Pour son come-back sur grand écran, le film iconic des années 2000 Le diable s'habille en Prada signe une collaboration avec Havaianas, marque emblématique de la tong estivale. Sur le papier, tout oppose les deux univers. D'un côté, la rigueur glaciale des bureaux du magazine de mode new-yorkais Runway, de l'autre, l'insouciance des plages brésiliennes. Et pourtant, cette rencontre illustre parfaitement les nouveaux codes du marketing, où le contraste attire et donne envie.
Un classique générationnel remis au goût du jour
Près de vingt ans après sa sortie, Le diable s'habille en Prada n'a rien perdu de sa puissance culturelle. Le film continue d'alimenter les imaginaires, notamment grâce à ses dialogues devenues cultes et ses looks fashion.
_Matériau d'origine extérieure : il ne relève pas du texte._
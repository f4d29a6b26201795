use super::{
    GameKey, GameOver, Hud, MiniGame, Palette, Pointer, PointerKind, FIELD_HEIGHT, FIELD_WIDTH,
};
use crate::config::GameConfig;
use crate::screen::{lerp_color, Canvas, Projection};
use rand::rngs::StdRng;
use rand::seq::SliceRandom;
use rand::{Rng, SeedableRng};
use std::time::{Duration, Instant};
use tracing::debug;

const PAIRS: usize = 8;
const COLUMNS: usize = 4;
const CARD_GAP: f32 = 10.0;
const REVEAL_DELAY: Duration = Duration::from_secs(1);
const FINISH_DELAY: Duration = Duration::from_secs(1);
const MAX_SCORE: u32 = 1000;
const MOVE_PENALTY: u32 = 20;

pub fn final_score(moves: u32) -> u32
{
    MAX_SCORE.saturating_sub(moves.saturating_mul(MOVE_PENALTY))
}

/// Takes the first eight assets, pairs them up and shuffles. Repeated
/// assets are kept as-is.
pub fn build_deck(assets: &[String], rng: &mut impl Rng) -> Vec<String>
{
    let mut deck: Vec<String> = assets.iter().take(PAIRS).cloned().collect();
    deck.extend_from_within(..);
    deck.shuffle(rng);
    deck
}

#[derive(Clone, Debug, PartialEq)]
struct Card
{
    asset: String,
    face_up: bool,
    matched: bool,
}

pub struct Memory
{
    palette: Palette,
    cards: Vec<Card>,
    flipped: Vec<usize>,
    moves: u32,
    matches: u32,
    cursor: usize,
    flip_back_at: Option<Instant>,
    finish_at: Option<Instant>,
    over: bool,
    game_over: GameOver,
}

impl Memory
{
    pub fn new(config: &GameConfig, game_over: GameOver, now: Instant) -> Self
    {
        Self::with_rng(config, game_over, now, StdRng::from_entropy())
    }

    pub fn with_rng(config: &GameConfig, game_over: GameOver, now: Instant, mut rng: StdRng) -> Self
    {
        let cards: Vec<Card> = build_deck(&config.assets, &mut rng)
            .into_iter()
            .map(|asset| Card {
                asset,
                face_up: false,
                matched: false,
            })
            .collect();
        let finish_at = if cards.is_empty() {
            Some(now + FINISH_DELAY)
        } else {
            None
        };
        Self {
            palette: Palette::from_config(config),
            cards,
            flipped: Vec::with_capacity(2),
            moves: 0,
            matches: 0,
            cursor: 0,
            flip_back_at: None,
            finish_at,
            over: false,
            game_over,
        }
    }

    fn rows(&self) -> usize
    {
        self.cards.len().div_ceil(COLUMNS).max(1)
    }

    fn card_size(&self) -> (f32, f32)
    {
        (FIELD_WIDTH / COLUMNS as f32, FIELD_HEIGHT / self.rows() as f32)
    }

    fn card_at(&self, x: f32, y: f32) -> Option<usize>
    {
        if x < 0.0 || y < 0.0 {
            return None;
        }
        let (w, h) = self.card_size();
        let col = (x / w) as usize;
        let row = (y / h) as usize;
        if col >= COLUMNS {
            return None;
        }
        let index = row * COLUMNS + col;
        (index < self.cards.len()).then_some(index)
    }

    fn select(&mut self, index: usize, now: Instant)
    {
        if self.over || self.finish_at.is_some() || self.flipped.len() >= 2 {
            return;
        }
        let Some(card) = self.cards.get_mut(index) else {
            return;
        };
        if card.matched || card.face_up {
            return;
        }
        card.face_up = true;
        self.flipped.push(index);
        if self.flipped.len() < 2 {
            return;
        }

        self.moves += 1;
        let (first, second) = (self.flipped[0], self.flipped[1]);
        if self.cards[first].asset == self.cards[second].asset {
            self.cards[first].matched = true;
            self.cards[second].matched = true;
            self.matches += 1;
            self.flipped.clear();
            if self.cards.iter().all(|card| card.matched) {
                self.finish_at = Some(now + FINISH_DELAY);
            }
        } else {
            self.flip_back_at = Some(now + REVEAL_DELAY);
        }
    }

    fn finish(&mut self, score: u32)
    {
        self.over = true;
        self.flip_back_at = None;
        self.finish_at = None;
        if self.game_over.fire(score) {
            debug!(score, moves = self.moves, "memory session over");
        }
    }

    fn move_cursor(&mut self, key: GameKey)
    {
        if self.cards.is_empty() {
            return;
        }
        let last = self.cards.len() - 1;
        self.cursor = match key {
            GameKey::Left => self.cursor.saturating_sub(1),
            GameKey::Right => (self.cursor + 1).min(last),
            GameKey::Up => self.cursor.checked_sub(COLUMNS).unwrap_or(self.cursor),
            GameKey::Down => {
                let below = self.cursor + COLUMNS;
                if below <= last { below } else { self.cursor }
            }
            GameKey::Select => self.cursor,
        };
    }
}

impl MiniGame for Memory
{
    fn pointer(&mut self, pointer: Pointer, now: Instant)
    {
        if pointer.kind != PointerKind::Press {
            return;
        }
        if let Some(index) = self.card_at(pointer.x, pointer.y) {
            self.cursor = index;
            self.select(index, now);
        }
    }

    fn key(&mut self, key: GameKey, now: Instant)
    {
        match key {
            GameKey::Select => self.select(self.cursor, now),
            other => self.move_cursor(other),
        }
    }

    fn update(&mut self, now: Instant)
    {
        if self.over {
            return;
        }
        if self.flip_back_at.is_some_and(|at| now >= at) {
            for index in self.flipped.drain(..) {
                self.cards[index].face_up = false;
            }
            self.flip_back_at = None;
        }
        if self.finish_at.is_some_and(|at| now >= at) {
            let score = final_score(self.moves);
            self.finish(score);
        }
    }

    fn abort(&mut self)
    {
        if !self.over {
            self.finish(0);
        }
    }

    fn is_over(&self) -> bool
    {
        self.over
    }

    fn hud(&self) -> Hud
    {
        Hud {
            score: final_score(self.moves),
            status: format!(
                "Moves: {}  Pairs: {}/{}",
                self.moves,
                self.matches,
                self.cards.len() / 2
            ),
        }
    }

    fn draw(&self, canvas: &mut Canvas, projection: &Projection)
    {
        let (w, h) = self.card_size();
        for (index, card) in self.cards.iter().enumerate() {
            let left = (index % COLUMNS) as f32 * w + CARD_GAP;
            let top = (index / COLUMNS) as f32 * h + CARD_GAP;
            let right = left + w - 2.0 * CARD_GAP;
            let bottom = top + h - 2.0 * CARD_GAP;

            let mut fill = if card.matched {
                lerp_color(self.palette.accent, self.palette.background, 0.5)
            } else if card.face_up {
                self.palette.secondary
            } else {
                self.palette.primary
            };
            if index == self.cursor && !self.over {
                fill = lerp_color(fill, self.palette.text, 0.35);
            }

            let (min_col, min_row) = projection.to_cell(left, top);
            let (max_col, max_row) = projection.to_cell(right, bottom);
            for row in min_row..=max_row {
                for col in min_col..=max_col {
                    canvas.tint(col, row, fill);
                }
            }

            let (col, row) = projection.to_cell((left + right) / 2.0, (top + bottom) / 2.0);
            let face = if card.face_up || card.matched {
                card.asset.as_str()
            } else {
                "?"
            };
            canvas.put_centered(col, row, face, Some(self.palette.text));
        }
    }
}

#[cfg(test)]
mod tests
{
    use super::*;
    use crate::games::test_support::recorder;
    use pretty_assertions::assert_eq;
    use proptest::prelude::*;
    use std::collections::HashMap;

    fn assets(n: usize) -> Vec<String>
    {
        (0..n).map(|i| format!("a{i}")).collect()
    }

    fn config_with(assets: Vec<String>) -> GameConfig
    {
        let mut config = GameConfig::fallback();
        config.assets = assets;
        config
    }

    fn session(
        config: &GameConfig,
        now: Instant,
    ) -> (Memory, std::rc::Rc<std::cell::RefCell<Vec<u32>>>)
    {
        let (game_over, calls) = recorder();
        let memory = Memory::with_rng(config, game_over, now, StdRng::seed_from_u64(3));
        (memory, calls)
    }

    fn counts(deck: &[String]) -> HashMap<&str, usize>
    {
        let mut counts = HashMap::new();
        for asset in deck {
            *counts.entry(asset.as_str()).or_insert(0) += 1;
        }
        counts
    }

    // Indices of the two cards holding each asset, in asset order.
    fn pairs(memory: &Memory) -> Vec<(usize, usize)>
    {
        let mut seen: Vec<(String, usize)> = Vec::new();
        let mut pairs = Vec::new();
        for (index, card) in memory.cards.iter().enumerate() {
            if let Some(pos) = seen.iter().position(|(asset, _)| *asset == card.asset) {
                let (_, first) = seen.remove(pos);
                pairs.push((first, index));
            } else {
                seen.push((card.asset.clone(), index));
            }
        }
        pairs
    }

    fn mismatch(memory: &Memory) -> (usize, usize)
    {
        let first = 0;
        let second = memory
            .cards
            .iter()
            .position(|card| card.asset != memory.cards[first].asset)
            .unwrap();
        (first, second)
    }

    proptest! {
        #[test]
        fn deck_pairs_every_asset(len in 8usize..=20, seed in 0u64..500) {
            let mut rng = StdRng::seed_from_u64(seed);
            let deck = build_deck(&assets(len), &mut rng);
            prop_assert_eq!(deck.len(), 16);
            let counts = counts(&deck);
            prop_assert_eq!(counts.len(), 8);
            prop_assert!(counts.values().all(|&count| count == 2));
        }
    }

    #[test]
    fn short_asset_list_gives_smaller_deck()
    {
        let mut rng = StdRng::seed_from_u64(1);
        let deck = build_deck(&assets(3), &mut rng);
        assert_eq!(deck.len(), 6);
        assert!(counts(&deck).values().all(|&count| count == 2));
    }

    #[test]
    fn repeated_assets_are_not_deduplicated()
    {
        let mut rng = StdRng::seed_from_u64(1);
        let mut list = assets(8);
        list[1] = "a0".to_string();
        let deck = build_deck(&list, &mut rng);
        assert_eq!(deck.len(), 16);
        assert_eq!(counts(&deck)["a0"], 4);
    }

    #[test]
    fn matching_pair_stays_up()
    {
        let t0 = Instant::now();
        let (mut memory, _) = session(&config_with(assets(12)), t0);
        let (a, b) = pairs(&memory)[0];
        memory.select(a, t0);
        memory.select(b, t0);
        assert_eq!(memory.moves, 1);
        assert_eq!(memory.matches, 1);
        assert!(memory.cards[a].matched && memory.cards[b].matched);
        assert!(memory.flipped.is_empty());
        assert!(memory.flip_back_at.is_none());
    }

    #[test]
    fn mismatch_flips_back_after_delay()
    {
        let t0 = Instant::now();
        let (mut memory, _) = session(&config_with(assets(12)), t0);
        let (a, b) = mismatch(&memory);
        memory.select(a, t0);
        memory.select(b, t0);
        assert_eq!(memory.moves, 1);
        assert_eq!(memory.matches, 0);

        memory.update(t0 + Duration::from_millis(999));
        assert!(memory.cards[a].face_up && memory.cards[b].face_up);

        memory.update(t0 + REVEAL_DELAY);
        assert!(!memory.cards[a].face_up && !memory.cards[b].face_up);
        assert!(memory.flipped.is_empty());
    }

    #[test]
    fn third_card_waits_for_resolution()
    {
        let t0 = Instant::now();
        let (mut memory, _) = session(&config_with(assets(12)), t0);
        let (a, b) = mismatch(&memory);
        memory.select(a, t0);
        memory.select(b, t0);
        let third = (0..memory.cards.len()).find(|i| *i != a && *i != b).unwrap();
        memory.select(third, t0);
        assert!(!memory.cards[third].face_up);
        assert_eq!(memory.moves, 1);

        memory.update(t0 + REVEAL_DELAY);
        memory.select(third, t0 + REVEAL_DELAY);
        assert!(memory.cards[third].face_up);
    }

    #[test]
    fn same_card_twice_is_not_a_move()
    {
        let t0 = Instant::now();
        let (mut memory, _) = session(&config_with(assets(12)), t0);
        memory.select(0, t0);
        memory.select(0, t0);
        assert_eq!(memory.moves, 0);
        assert_eq!(memory.flipped, vec![0]);
    }

    #[test]
    fn clearing_the_board_scores_once()
    {
        let t0 = Instant::now();
        let (mut memory, calls) = session(&config_with(assets(12)), t0);
        let (a, b) = mismatch(&memory);
        memory.select(a, t0);
        memory.select(b, t0);
        memory.update(t0 + REVEAL_DELAY);

        let done = t0 + REVEAL_DELAY;
        for (a, b) in pairs(&memory) {
            memory.select(a, done);
            memory.select(b, done);
        }
        assert_eq!(memory.moves, 9);
        assert_eq!(memory.matches, 8);
        assert!(!memory.is_over());

        memory.update(done + Duration::from_millis(500));
        assert!(calls.borrow().is_empty());
        memory.update(done + FINISH_DELAY);
        assert!(memory.is_over());
        memory.update(done + FINISH_DELAY * 2);
        memory.abort();
        assert_eq!(*calls.borrow(), vec![1000 - 9 * 20]);
    }

    #[test]
    fn score_never_goes_negative()
    {
        assert_eq!(final_score(0), 1000);
        assert_eq!(final_score(49), 20);
        assert_eq!(final_score(50), 0);
        assert_eq!(final_score(500), 0);
        assert_eq!(final_score(u32::MAX), 0);
    }

    #[test]
    fn empty_assets_finish_with_full_score()
    {
        let t0 = Instant::now();
        let (mut memory, calls) = session(&config_with(Vec::new()), t0);
        assert!(memory.cards.is_empty());
        memory.key(GameKey::Right, t0);
        memory.key(GameKey::Select, t0);
        memory.update(t0 + FINISH_DELAY);
        assert_eq!(*calls.borrow(), vec![1000]);
    }

    #[test]
    fn abort_reports_zero()
    {
        let t0 = Instant::now();
        let (mut memory, calls) = session(&config_with(assets(8)), t0);
        memory.abort();
        assert!(memory.is_over());
        assert_eq!(*calls.borrow(), vec![0]);
    }

    #[test]
    fn pointer_selects_card_under_it()
    {
        let t0 = Instant::now();
        let (mut memory, _) = session(&config_with(assets(8)), t0);
        // 16 cards: 4 columns of 200 x 4 rows of 150.
        memory.pointer(
            Pointer {
                kind: PointerKind::Press,
                x: 450.0,
                y: 200.0,
            },
            t0,
        );
        assert_eq!(memory.cursor, 6);
        assert!(memory.cards[6].face_up);
        assert_eq!(memory.card_at(900.0, 10.0), None);
        assert_eq!(memory.card_at(10.0, 700.0), None);
    }

    #[test]
    fn cursor_moves_within_grid()
    {
        let t0 = Instant::now();
        let (mut memory, _) = session(&config_with(assets(5)), t0);
        // 10 cards: rows of 4, 4, 2.
        memory.key(GameKey::Up, t0);
        assert_eq!(memory.cursor, 0);
        memory.key(GameKey::Down, t0);
        memory.key(GameKey::Down, t0);
        assert_eq!(memory.cursor, 8);
        memory.key(GameKey::Right, t0);
        memory.key(GameKey::Right, t0);
        assert_eq!(memory.cursor, 9);
        memory.key(GameKey::Down, t0);
        assert_eq!(memory.cursor, 9);
        memory.key(GameKey::Select, t0);
        assert!(memory.cards[9].face_up);
    }
}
Sur Tiktok ou même Instagram, les références ne cessent de se multiplier, portées par une nouvelle génération fascinée par les coulisses de la mode et l'esthétique du pouvoir. Cette sortie en salle s'inscrit dans une dynamique où les oeuvres les plus iconic sont réactivées pour capter une nouvelle audience tout en ravivant la nostalgie des premiers fans.
Une collaboration inattendue
En s'associant avec l'univers du film, Havaianas marque un virage intéressant. Elle détourne les codes du luxe pour les injecter dans un produit du quotidien. La tong, objet simple et accessible, devient ici un support d'expression culturelle. Ce choc des univers crée un effet de surprise qui attire l'attention. Plus qu'une simple collection capsule, cette collaboration raconte quelque chose de l'évolution de la mode, où les frontière entre luxe et mass market sont de plus en plus ouvertes.
Un coup de communication ?
Difficile de ne pas y voir une opération pensée pour le buzz. Esthétique forte, référence reconnaissable. Tous les éléments sont présents pour générer la viralité qu'il faut. Les réseaux sociaux deviennent le premier terrain de jeu de cette collaboration, où chaque produit peut-être mis en scène, commenté voir remixé. En ciblant à la fois les millennials nostalgique et la Gen Z adepte du second degré, la campagne maximise sa portée. Elle illustre une certaine tendance de fond : transformer des objets culturels en expériences partageables, bien au-delà de son format d'origine.